Work to complete | Beginning with the line containing "Configuration for one" and ending with the last line, repeat the records exactly.

Information |
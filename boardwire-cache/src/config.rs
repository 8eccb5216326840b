//! Per-cache configuration.

use std::num::NonZeroUsize;
use std::time::Duration;

/// Configuration for one [`crate::ResponseCache`].
#[derive(Debug, Clone, PartialEq, Eq)]
pub struct CacheConfig {
    /// TTL applied when a read does not pass its own. Zero disables storage
    /// (in-flight deduplication still applies).
    pub default_ttl: Duration,
    /// Maximum number of entries before least-recently-used eviction.
    pub max_entries: usize,
}

impl Default for CacheConfig {
    fn default() -> Self {
        Self {
            default_ttl: Duration::from_secs(300), // 5 minutes
            max_entries: 1_000,
        }
    }
}

impl CacheConfig {
    /// Create a new cache config with default values.
    pub fn new() -> Self {
        Self::default()
    }

    /// Set the default TTL.
    pub fn with_ttl(mut self, ttl: Duration) -> Self {
        self.default_ttl = ttl;
        self
    }

    /// Set the max entries.
    pub fn with_max_entries(mut self, max: usize) -> Self {
        self.max_entries = max;
        self
    }

    /// Keep deduplication but never store results.
    pub fn disabled(self) -> Self {
        self.with_ttl(Duration::ZERO)
    }

    pub fn is_storing(&self) -> bool {
        !self.default_ttl.is_zero()
    }

    pub(crate) fn capacity(&self) -> NonZeroUsize {
        NonZeroUsize::new(self.max_entries).unwrap_or(NonZeroUsize::MIN)
    }
}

Task answer |
/// Configuration for one [`crate::ResponseCache`].
#[derive(Debug, Clone, PartialEq, Eq)]
pub struct CacheConfig {
    /// TTL applied when a read does not pass its own. Zero disables storage
    /// (in-flight deduplication still applies).
    pub default_ttl: Duration,
    /// Maximum number of entries before least-recently-used eviction.
    pub max_entries: usize,
}

impl Default for CacheConfig {
    fn default() -> Self {
        Self {
            default_ttl: Duration::from_secs(300), // 5 minutes
            max_entries: 1_000,
        }
    }
}

impl CacheConfig {
    /// Create a new cache config with default values.
    pub fn new() -> Self {
        Self::default()
    }

    /// Set the default TTL.
    pub fn with_ttl(mut self, ttl: Duration) -> Self {
        self.default_ttl = ttl;
        self
    }

    /// Set the max entries.
    pub fn with_max_entries(mut self, max: usize) -> Self {
        self.max_entries = max;
        self
    }

    /// Keep deduplication but never store results.
    pub fn disabled(self) -> Self {
        self.with_ttl(Duration::ZERO)
    }

    pub fn is_storing(&self) -> bool {
        !self.default_ttl.is_zero()
    }

    pub(crate) fn capacity(&self) -> NonZeroUsize {
        NonZeroUsize::new(self.max_entries).unwrap_or(NonZeroUsize::MIN)
    }
}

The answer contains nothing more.